Dataset entries
//! Core domain types.
//!
//! A [`Task`] row holds only structural and status metadata; requirement,
//! plan, report and error text live in documents. Dependencies are [`Edge`]s,
//! kept separate from the parent/child hierarchy.

use std::collections::BTreeMap;

use chrono::{DateTime, Utc};
use serde::Serialize;

pub use arbor_doc::{Document, TaskId, TaskStatus};

/// Default limit on hierarchy depth (root is depth 0).
pub const DEFAULT_MAX_DEPTH: u32 = 5;

/// Hard upper bound accepted for the configured maximum depth.
pub const MAX_DEPTH_LIMIT: u32 = 20;

/// A task as stored in the graph store.
#[derive(Debug, Clone, PartialEq, Eq, Serialize)]
pub struct Task {
    /// Unique id.
    pub id: TaskId,
    /// Parent in the hierarchy.
    pub parent: Option<TaskId>,
    /// Single-line title.
    pub title: String,
    /// Workflow status.
    pub status: TaskStatus,
    /// Scheduling priority.
    pub priority: i64,
    /// Distance from the root along the parent chain.
    pub depth: u32,
    /// `true` iff no task names this one as parent.
    pub is_leaf: bool,
    /// When the row was created.
    pub created_at: DateTime<Utc>,
    /// When a stored field last changed.
    pub updated_at: DateTime<Utc>,
}

/// The document-backed fields of a task row.
///
/// This is what reconciliation compares between a document and a row;
/// derived fields and timestamps are not part of it.
#[derive(Debug, Clone, PartialEq, Eq)]
pub struct TaskRecord {
    /// Task id (from the document's file name).
    pub id: TaskId,
    /// Parent task.
    pub parent: Option<TaskId>,
    /// Title line.
    pub title: String,
    /// Declared status.
    pub status: TaskStatus,
    /// Declared priority.
    pub priority: i64,
}

impl TaskRecord {
    /// Builds the record a document describes.
    #[must_use]
    pub fn from_document(id: TaskId, document: &Document) -> Self {
        Self {
            id,
            parent: document.parent,
            title: document.title.clone(),
            status: document.status,
            priority: document.priority,
        }
    }

    /// Returns `true` if `task` already carries these fields.
    #[must_use]
    pub fn matches(&self, task: &Task) -> bool {
        self.id == task.id
            && self.parent == task.parent
            && self.title == task.title
            && self.status == task.status
            && self.priority == task.priority
    }
}

impl From<&Task> for TaskRecord {
    fn from(task: &Task) -> Self {
        Self {
            id: task.id,
            parent: task.parent,
            title: task.title.clone(),
            status: task.status,
            priority: task.priority,
        }
    }
}

/// Input for creating a task.
#[derive(Debug, Clone, Default)]
pub struct NewTask {
    /// Title line (required, single line).
    pub title: String,
    /// Parent task.
    pub parent: Option<TaskId>,
    /// Priority.
    pub priority: i64,
    /// Requirement text.
    pub body: String,
}

impl NewTask {
    /// Starts a root task with the given title.
    #[must_use]
    pub fn new(title: impl Into<String>) -> Self {
        Self {
            title: title.into(),
            ..Self::default()
        }
    }

    /// Places the task under `parent`.
    #[must_use]
    pub fn with_parent(mut self, parent: TaskId) -> Self {
        self.parent = Some(parent);
        self
    }

    /// Sets the priority.
    #[must_use]
    pub fn with_priority(mut self, priority: i64) -> Self {
        self.priority = priority;
        self
    }

    /// Sets the requirement text.
    #[must_use]
    pub fn with_body(mut self, body: impl Into<String>) -> Self {
        self.body = body.into();
        self
    }
}

/// A dependency: `from` depends on `to`.
///
/// `to` must be `done` before `from` may run.
#[derive(Debug, Clone, PartialEq, Eq, Serialize)]
pub struct Edge {
    /// Dependent task.
    pub from: TaskId,
    /// Dependency task.
    pub to: TaskId,
    /// When the edge was added.
    pub created_at: DateTime<Utc>,
}

/// Parent constraint for task listings.
#[derive(Debug, Clone, Copy, PartialEq, Eq)]
pub enum ParentFilter {
    /// Only tasks without a parent.
    Root,
    /// Only direct children of the given task.
    Child(TaskId),
}

/// Filter for task listings; all set constraints must hold.
#[derive(Debug, Clone, Default)]
pub struct TaskFilter {
    /// Restrict to one status.
    pub status: Option<TaskStatus>,
    /// Restrict by parent.
    pub parent: Option<ParentFilter>,
    /// Restrict to leaves.
    pub leaf_only: bool,
}

/// How a related task is connected to the task in question.
#[derive(Debug, Clone, Copy, PartialEq, Eq, PartialOrd, Ord, Serialize)]
#[serde(rename_all = "snake_case")]
pub enum Relation {
    /// The task depends on it.
    Dependency,
    /// It depends on the task.
    Dependent,
    /// The task's parent.
    Parent,
    /// A direct child.
    Child,
}

/// A task connected to another by an edge or by the hierarchy.
#[derive(Debug, Clone, PartialEq, Eq, Serialize)]
pub struct RelatedTask {
    /// How it is connected.
    pub relation: Relation,
    /// The related task.
    pub task: Task,
}

/// A task row together with its documents.
#[derive(Debug, Clone, Serialize)]
pub struct TaskDetail {
    /// The stored row.
    pub task: Task,
    /// Requirement text from the primary document.
    pub body: String,
    /// Plan document, if any.
    pub plan: Option<String>,
    /// Report document, if any.
    pub report: Option<String>,
    /// Error document, if any.
    pub error: Option<String>,
}

/// Task counts.
#[derive(Debug, Clone, Default, PartialEq, Eq, Serialize)]
pub struct Stats {
    /// All tasks.
    pub total: usize,
    /// Leaf tasks.
    pub leaves: usize,
    /// Leaf tasks per status.
    pub leaves_by_status: BTreeMap<TaskStatus, usize>,
    /// Dependency edges.
    pub edges: usize,
}

impl Stats {
    /// Leaf count for one status.
    #[must_use]
    pub fn leaves_with(&self, status: TaskStatus) -> usize {
        self.leaves_by_status.get(&status).copied().unwrap_or(0)
    }
}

EXERCISE DESCRIPTION
Looking at the records above, tally the lines holding "TaskId" and reply with that number only.

WRITTEN REPLY
11